• **Action item**: Take every line from the entries below that includes the word "CookieJar" and copy it.

• **Provided data**:
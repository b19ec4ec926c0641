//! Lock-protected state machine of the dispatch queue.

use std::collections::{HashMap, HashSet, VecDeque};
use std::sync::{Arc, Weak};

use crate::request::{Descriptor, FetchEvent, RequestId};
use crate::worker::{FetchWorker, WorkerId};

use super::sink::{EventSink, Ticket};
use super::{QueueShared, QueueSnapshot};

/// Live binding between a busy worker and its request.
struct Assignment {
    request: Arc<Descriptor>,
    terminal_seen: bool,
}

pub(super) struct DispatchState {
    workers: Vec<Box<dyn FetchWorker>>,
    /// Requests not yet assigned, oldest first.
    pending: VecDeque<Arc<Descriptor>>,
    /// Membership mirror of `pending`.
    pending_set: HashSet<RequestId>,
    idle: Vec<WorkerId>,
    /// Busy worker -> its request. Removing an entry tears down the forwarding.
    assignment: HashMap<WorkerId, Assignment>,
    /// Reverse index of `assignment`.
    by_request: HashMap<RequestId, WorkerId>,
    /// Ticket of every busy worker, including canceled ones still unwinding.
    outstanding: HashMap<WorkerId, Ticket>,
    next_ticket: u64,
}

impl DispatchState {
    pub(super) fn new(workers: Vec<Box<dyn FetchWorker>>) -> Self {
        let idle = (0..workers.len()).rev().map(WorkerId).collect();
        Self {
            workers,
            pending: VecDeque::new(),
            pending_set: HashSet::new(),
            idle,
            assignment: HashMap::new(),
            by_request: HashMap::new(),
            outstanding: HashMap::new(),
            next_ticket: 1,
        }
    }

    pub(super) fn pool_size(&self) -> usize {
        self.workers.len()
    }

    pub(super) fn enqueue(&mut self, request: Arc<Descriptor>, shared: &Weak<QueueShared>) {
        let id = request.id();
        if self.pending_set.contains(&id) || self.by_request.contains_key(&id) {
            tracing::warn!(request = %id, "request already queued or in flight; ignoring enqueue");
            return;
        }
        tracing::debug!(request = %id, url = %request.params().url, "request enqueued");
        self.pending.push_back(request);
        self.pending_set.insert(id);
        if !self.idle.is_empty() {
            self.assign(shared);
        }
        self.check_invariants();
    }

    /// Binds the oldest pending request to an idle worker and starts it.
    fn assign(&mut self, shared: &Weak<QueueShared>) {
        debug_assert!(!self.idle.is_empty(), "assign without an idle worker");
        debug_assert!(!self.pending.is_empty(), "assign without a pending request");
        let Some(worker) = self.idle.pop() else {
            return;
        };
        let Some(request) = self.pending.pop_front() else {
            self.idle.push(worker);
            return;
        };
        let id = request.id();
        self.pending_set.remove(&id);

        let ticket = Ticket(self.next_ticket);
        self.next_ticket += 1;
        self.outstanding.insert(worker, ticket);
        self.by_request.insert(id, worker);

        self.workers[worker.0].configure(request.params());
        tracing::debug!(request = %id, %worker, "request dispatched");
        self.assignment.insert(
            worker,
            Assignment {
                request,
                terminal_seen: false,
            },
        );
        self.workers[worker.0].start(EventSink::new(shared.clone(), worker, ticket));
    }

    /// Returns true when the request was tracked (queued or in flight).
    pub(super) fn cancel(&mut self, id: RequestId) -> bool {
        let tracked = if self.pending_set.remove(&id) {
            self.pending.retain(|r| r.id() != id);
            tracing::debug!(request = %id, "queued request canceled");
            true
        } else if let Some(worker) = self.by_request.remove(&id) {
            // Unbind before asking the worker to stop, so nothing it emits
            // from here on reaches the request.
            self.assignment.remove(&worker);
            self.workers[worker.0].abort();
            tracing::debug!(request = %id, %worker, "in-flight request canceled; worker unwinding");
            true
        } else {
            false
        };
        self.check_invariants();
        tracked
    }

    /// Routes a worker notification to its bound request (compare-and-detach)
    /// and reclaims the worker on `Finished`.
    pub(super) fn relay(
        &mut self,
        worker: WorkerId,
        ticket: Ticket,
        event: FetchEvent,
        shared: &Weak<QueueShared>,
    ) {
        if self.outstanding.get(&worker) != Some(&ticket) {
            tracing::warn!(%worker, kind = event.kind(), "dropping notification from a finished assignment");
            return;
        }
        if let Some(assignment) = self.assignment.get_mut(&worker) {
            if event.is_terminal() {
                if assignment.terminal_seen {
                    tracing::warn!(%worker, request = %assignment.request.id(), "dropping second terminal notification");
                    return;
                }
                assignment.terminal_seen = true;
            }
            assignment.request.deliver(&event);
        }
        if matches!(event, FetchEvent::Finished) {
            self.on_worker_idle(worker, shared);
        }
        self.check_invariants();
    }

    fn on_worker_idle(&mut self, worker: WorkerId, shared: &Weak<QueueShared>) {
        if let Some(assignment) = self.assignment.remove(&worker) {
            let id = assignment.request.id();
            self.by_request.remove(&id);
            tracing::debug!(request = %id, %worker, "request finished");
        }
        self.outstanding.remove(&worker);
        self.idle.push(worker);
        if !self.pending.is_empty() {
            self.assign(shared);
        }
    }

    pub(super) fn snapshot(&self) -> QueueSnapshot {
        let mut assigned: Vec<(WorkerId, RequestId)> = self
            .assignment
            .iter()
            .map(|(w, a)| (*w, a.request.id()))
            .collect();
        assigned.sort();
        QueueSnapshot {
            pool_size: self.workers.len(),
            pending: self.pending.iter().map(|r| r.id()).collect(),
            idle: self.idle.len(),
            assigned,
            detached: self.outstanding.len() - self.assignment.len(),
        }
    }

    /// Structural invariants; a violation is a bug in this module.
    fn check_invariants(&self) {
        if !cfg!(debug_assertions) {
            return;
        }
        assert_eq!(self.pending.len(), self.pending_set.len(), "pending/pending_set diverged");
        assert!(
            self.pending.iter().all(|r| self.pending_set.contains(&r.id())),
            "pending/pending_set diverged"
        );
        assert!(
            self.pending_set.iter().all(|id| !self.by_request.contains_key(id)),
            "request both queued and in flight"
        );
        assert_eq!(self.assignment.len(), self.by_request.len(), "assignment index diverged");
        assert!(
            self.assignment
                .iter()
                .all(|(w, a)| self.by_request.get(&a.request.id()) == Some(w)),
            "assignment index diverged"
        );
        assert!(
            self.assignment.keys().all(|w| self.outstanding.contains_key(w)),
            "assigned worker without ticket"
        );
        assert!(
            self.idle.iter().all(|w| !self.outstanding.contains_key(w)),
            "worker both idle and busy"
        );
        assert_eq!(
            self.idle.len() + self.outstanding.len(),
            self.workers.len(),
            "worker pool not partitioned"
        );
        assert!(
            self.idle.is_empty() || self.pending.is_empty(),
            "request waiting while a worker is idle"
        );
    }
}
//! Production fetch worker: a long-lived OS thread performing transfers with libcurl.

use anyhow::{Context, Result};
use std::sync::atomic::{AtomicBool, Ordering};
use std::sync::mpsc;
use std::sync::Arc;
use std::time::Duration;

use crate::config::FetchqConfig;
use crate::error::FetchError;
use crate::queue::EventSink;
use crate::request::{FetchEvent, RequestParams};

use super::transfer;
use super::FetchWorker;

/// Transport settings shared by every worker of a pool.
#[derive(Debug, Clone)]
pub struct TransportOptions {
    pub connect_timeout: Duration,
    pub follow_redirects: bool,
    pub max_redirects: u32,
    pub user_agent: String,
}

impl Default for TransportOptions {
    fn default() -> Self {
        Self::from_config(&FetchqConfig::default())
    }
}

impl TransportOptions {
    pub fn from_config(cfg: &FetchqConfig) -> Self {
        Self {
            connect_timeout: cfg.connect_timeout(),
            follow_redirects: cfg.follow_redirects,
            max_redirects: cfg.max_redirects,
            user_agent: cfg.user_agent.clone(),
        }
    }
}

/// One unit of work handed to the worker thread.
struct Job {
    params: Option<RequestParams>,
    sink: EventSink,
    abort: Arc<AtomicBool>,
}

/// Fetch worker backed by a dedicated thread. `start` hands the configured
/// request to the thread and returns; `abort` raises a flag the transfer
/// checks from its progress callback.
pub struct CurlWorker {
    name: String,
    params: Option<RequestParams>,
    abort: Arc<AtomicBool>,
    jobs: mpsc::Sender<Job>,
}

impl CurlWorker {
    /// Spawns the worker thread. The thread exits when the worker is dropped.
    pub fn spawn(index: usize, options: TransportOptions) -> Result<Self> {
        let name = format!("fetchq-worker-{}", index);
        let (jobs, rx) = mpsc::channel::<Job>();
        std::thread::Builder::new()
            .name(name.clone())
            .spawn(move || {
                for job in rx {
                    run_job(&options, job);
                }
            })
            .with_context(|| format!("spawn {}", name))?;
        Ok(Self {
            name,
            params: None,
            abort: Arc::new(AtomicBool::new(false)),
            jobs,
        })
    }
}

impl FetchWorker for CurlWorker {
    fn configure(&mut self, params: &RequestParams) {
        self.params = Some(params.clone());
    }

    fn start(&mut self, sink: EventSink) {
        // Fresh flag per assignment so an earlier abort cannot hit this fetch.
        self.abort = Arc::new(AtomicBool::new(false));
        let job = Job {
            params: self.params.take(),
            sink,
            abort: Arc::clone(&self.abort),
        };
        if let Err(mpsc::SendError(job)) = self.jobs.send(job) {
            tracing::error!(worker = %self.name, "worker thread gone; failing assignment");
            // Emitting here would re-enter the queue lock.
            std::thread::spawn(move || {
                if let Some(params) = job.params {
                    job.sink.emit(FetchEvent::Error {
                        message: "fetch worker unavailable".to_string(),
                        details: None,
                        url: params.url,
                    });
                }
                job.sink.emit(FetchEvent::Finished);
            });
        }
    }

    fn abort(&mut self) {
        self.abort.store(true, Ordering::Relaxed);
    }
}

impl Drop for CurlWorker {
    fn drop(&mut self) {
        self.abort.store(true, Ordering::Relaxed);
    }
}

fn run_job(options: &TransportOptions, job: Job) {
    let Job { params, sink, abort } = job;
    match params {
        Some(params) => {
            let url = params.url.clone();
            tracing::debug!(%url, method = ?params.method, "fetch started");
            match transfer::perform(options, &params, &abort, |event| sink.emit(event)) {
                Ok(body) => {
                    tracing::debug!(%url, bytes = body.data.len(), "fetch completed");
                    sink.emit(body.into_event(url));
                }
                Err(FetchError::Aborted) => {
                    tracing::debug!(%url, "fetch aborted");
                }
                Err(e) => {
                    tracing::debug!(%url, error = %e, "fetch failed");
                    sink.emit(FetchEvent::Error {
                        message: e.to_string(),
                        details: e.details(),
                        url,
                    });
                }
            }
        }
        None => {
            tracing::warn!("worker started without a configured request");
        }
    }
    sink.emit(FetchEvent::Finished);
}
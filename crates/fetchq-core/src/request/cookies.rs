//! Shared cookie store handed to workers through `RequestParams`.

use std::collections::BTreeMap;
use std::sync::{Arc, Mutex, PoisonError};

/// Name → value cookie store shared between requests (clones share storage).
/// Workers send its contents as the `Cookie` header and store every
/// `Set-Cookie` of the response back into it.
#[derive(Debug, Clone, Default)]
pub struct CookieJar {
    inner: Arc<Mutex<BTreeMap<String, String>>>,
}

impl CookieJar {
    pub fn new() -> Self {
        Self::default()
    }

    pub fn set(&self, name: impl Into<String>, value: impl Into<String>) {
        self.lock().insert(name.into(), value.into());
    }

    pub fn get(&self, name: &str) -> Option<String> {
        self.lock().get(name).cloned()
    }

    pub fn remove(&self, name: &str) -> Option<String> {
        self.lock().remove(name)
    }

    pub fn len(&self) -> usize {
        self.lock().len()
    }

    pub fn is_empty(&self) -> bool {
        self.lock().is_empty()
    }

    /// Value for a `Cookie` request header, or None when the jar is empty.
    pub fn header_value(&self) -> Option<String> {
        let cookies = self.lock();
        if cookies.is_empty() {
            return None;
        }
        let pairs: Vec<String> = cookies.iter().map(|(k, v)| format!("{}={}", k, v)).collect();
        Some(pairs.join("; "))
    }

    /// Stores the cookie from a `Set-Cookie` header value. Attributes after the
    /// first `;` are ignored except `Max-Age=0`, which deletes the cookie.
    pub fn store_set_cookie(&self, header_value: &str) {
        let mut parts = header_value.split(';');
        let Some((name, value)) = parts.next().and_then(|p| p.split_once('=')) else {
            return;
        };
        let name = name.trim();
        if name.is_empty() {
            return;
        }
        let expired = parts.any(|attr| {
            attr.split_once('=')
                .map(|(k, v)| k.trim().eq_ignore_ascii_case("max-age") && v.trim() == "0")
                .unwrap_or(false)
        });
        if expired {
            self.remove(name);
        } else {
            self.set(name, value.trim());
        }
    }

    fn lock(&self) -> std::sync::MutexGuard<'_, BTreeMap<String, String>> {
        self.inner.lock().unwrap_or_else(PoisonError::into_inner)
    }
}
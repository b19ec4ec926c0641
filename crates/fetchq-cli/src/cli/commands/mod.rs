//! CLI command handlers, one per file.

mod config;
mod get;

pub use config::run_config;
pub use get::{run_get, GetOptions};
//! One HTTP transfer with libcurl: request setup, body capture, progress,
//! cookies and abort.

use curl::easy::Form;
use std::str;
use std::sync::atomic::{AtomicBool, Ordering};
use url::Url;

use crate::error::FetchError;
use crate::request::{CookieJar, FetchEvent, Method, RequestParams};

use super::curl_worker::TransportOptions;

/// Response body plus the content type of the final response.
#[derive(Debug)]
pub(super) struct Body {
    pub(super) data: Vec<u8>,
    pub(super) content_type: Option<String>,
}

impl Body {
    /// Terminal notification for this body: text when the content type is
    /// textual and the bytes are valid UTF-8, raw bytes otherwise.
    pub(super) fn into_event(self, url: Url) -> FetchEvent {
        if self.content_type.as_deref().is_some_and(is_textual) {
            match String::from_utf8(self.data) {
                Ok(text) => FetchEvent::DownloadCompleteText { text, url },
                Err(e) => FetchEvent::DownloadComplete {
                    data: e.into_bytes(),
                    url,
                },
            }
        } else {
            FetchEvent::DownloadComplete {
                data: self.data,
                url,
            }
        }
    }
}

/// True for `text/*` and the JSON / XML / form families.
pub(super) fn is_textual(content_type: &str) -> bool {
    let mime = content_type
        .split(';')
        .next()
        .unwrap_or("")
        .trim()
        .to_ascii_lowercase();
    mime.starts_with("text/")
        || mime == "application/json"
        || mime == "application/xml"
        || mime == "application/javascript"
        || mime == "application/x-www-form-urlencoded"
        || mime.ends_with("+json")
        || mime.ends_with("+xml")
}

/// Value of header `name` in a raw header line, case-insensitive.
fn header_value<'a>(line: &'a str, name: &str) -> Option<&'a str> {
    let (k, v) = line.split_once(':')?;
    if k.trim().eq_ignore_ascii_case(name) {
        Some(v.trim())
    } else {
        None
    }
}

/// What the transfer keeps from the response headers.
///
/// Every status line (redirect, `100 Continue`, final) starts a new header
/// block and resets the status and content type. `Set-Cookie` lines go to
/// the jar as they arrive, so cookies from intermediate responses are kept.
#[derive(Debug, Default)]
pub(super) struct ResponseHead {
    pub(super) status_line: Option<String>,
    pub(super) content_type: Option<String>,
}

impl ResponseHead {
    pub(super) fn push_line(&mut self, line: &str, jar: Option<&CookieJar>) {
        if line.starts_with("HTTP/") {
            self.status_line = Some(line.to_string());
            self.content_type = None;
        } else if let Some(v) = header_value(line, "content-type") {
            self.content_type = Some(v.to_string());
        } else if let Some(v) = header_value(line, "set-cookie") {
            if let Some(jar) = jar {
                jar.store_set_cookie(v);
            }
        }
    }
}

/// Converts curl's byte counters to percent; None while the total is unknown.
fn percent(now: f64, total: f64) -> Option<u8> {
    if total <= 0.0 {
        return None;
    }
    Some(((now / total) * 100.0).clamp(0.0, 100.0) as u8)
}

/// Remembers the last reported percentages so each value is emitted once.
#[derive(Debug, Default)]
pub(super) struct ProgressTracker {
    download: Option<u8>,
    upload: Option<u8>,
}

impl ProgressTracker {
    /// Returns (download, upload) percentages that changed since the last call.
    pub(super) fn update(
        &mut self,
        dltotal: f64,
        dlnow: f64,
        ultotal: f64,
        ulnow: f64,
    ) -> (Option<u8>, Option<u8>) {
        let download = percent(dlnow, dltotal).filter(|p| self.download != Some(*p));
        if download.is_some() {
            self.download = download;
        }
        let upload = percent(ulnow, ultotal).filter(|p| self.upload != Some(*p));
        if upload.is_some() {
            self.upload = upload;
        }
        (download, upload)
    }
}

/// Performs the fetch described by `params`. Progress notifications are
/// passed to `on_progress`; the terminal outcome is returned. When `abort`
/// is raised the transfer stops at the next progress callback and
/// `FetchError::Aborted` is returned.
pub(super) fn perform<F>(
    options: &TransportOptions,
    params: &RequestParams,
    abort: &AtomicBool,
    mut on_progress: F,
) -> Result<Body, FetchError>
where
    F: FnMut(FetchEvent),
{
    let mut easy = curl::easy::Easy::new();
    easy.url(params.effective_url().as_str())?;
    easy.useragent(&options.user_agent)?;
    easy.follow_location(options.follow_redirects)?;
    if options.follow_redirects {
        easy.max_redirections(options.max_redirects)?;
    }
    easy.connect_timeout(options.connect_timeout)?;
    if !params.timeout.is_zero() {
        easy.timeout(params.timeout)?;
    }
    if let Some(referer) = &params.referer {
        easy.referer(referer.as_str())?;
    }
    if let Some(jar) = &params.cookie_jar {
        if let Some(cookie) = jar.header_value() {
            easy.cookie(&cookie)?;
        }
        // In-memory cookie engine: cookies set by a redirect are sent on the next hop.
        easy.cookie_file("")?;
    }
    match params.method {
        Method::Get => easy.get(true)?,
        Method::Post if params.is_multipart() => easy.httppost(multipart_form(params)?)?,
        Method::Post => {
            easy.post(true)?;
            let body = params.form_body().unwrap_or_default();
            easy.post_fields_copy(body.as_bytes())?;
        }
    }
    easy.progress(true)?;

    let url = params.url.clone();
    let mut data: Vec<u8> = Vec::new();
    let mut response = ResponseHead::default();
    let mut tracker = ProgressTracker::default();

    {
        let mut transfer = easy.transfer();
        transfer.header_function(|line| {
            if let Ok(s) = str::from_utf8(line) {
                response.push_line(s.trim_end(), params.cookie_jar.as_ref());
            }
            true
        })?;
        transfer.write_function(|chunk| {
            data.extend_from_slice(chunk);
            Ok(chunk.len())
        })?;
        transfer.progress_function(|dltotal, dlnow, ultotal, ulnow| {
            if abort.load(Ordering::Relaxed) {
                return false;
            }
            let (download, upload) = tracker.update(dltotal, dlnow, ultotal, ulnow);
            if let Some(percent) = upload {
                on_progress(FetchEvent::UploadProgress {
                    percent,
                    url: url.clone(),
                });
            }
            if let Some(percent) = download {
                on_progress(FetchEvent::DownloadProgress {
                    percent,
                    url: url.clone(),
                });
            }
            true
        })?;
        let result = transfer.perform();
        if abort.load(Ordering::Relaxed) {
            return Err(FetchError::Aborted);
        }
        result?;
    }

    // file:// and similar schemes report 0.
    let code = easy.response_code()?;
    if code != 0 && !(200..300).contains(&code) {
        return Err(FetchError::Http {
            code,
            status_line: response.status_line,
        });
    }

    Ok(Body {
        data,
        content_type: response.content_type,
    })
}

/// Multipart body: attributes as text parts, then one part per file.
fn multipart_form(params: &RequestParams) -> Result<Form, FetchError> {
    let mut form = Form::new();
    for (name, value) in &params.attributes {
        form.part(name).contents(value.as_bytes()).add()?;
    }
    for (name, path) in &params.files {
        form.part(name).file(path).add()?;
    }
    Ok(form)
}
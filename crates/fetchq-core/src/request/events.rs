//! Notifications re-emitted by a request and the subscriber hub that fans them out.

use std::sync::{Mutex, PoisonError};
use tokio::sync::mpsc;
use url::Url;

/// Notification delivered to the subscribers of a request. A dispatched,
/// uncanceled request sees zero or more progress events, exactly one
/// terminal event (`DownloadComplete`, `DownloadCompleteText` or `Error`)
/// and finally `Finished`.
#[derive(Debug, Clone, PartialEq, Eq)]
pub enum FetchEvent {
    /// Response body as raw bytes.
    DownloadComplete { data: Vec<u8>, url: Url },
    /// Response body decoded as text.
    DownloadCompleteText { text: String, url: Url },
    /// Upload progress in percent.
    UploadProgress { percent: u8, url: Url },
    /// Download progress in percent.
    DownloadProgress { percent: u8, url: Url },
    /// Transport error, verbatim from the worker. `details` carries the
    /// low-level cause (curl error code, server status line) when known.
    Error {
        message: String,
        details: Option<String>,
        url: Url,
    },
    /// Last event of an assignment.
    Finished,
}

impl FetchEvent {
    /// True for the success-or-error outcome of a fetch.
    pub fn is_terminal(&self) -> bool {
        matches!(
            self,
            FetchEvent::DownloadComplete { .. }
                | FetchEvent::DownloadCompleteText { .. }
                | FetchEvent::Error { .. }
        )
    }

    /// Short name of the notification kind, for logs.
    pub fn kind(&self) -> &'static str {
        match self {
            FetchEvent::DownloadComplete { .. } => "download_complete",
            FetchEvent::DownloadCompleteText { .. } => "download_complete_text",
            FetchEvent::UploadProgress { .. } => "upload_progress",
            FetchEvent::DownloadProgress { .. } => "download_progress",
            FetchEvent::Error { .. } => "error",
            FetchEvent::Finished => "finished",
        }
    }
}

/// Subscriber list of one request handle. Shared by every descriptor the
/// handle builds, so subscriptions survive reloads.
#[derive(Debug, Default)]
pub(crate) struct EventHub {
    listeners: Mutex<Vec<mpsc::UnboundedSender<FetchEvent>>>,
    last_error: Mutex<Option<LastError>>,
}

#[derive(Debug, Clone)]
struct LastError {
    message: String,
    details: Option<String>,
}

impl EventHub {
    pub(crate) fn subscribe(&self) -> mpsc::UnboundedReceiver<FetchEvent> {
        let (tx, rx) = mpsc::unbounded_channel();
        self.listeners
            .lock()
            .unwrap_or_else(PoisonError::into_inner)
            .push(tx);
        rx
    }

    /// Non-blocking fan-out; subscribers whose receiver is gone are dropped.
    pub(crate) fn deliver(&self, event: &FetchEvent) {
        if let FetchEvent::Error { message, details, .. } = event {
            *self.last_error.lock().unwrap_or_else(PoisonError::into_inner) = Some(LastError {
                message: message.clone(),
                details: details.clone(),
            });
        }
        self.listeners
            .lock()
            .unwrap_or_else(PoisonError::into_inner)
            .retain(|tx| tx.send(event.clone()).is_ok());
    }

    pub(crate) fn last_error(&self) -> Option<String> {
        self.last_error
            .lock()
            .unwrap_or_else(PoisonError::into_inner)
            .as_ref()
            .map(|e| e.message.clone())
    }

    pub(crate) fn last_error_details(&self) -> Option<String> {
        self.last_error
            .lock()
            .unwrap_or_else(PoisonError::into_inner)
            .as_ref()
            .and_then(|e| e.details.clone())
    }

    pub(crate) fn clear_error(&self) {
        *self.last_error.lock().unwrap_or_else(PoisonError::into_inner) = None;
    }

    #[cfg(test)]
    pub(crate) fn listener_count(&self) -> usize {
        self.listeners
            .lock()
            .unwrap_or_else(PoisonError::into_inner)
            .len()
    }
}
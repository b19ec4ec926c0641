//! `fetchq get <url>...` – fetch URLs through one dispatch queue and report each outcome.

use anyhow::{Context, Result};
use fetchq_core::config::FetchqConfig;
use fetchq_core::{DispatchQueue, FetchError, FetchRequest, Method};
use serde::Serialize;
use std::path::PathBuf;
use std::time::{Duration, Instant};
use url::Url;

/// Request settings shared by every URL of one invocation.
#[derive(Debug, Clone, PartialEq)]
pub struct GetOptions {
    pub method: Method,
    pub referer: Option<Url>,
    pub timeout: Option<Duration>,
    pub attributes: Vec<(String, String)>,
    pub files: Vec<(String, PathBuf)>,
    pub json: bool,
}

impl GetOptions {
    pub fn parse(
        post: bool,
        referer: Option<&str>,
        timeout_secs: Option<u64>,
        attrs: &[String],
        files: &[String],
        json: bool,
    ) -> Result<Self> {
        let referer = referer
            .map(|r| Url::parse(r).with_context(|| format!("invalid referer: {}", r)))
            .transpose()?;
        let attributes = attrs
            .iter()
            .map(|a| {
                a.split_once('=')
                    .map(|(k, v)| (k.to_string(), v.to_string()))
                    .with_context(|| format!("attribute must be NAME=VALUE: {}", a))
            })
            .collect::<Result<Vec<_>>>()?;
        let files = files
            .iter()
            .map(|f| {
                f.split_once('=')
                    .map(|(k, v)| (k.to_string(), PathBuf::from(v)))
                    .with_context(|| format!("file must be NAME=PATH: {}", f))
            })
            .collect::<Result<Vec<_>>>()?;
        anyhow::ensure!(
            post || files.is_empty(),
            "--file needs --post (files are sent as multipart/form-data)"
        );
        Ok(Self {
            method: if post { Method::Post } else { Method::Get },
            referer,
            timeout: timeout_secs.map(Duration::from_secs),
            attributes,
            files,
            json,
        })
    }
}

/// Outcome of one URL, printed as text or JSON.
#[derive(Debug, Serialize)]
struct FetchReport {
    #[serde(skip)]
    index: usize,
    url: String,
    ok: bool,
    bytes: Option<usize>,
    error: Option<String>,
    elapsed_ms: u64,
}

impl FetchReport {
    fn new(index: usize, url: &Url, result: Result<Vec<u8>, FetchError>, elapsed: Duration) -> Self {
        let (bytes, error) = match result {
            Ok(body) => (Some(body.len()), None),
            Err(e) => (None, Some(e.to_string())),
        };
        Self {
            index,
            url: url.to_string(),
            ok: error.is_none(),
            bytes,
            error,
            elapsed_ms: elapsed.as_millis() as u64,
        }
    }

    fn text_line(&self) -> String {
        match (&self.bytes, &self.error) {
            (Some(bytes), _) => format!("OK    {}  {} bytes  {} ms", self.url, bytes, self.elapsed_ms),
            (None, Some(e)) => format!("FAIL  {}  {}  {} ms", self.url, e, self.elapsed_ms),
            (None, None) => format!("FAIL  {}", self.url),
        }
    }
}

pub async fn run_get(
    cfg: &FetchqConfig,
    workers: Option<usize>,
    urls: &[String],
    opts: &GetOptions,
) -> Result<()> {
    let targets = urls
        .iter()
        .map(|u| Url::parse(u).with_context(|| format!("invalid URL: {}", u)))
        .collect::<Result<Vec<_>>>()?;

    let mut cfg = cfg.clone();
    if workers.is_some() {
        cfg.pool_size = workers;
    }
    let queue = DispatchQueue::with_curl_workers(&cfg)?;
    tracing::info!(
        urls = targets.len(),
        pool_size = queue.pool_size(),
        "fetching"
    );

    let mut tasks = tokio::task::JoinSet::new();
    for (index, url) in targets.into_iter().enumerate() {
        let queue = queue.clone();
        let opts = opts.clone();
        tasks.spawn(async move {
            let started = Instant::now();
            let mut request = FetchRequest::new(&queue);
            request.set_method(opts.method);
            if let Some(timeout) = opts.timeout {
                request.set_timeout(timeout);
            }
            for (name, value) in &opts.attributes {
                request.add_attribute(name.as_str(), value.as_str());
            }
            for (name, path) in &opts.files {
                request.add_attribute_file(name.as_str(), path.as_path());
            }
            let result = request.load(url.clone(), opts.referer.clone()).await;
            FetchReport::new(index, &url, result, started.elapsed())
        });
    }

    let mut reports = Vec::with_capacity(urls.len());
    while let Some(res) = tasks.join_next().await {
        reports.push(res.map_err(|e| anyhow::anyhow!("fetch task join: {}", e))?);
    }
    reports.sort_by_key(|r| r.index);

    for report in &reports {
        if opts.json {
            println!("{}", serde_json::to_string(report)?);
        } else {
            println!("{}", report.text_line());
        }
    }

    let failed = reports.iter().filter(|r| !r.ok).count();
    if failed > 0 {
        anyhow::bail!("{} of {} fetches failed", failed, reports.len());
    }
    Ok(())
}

• **Written answer**:
pub struct CookieJar {
impl CookieJar {
use crate::request::{CookieJar, FetchEvent, Method, RequestParams};
    pub(super) fn push_line(&mut self, line: &str, jar: Option<&CookieJar>) {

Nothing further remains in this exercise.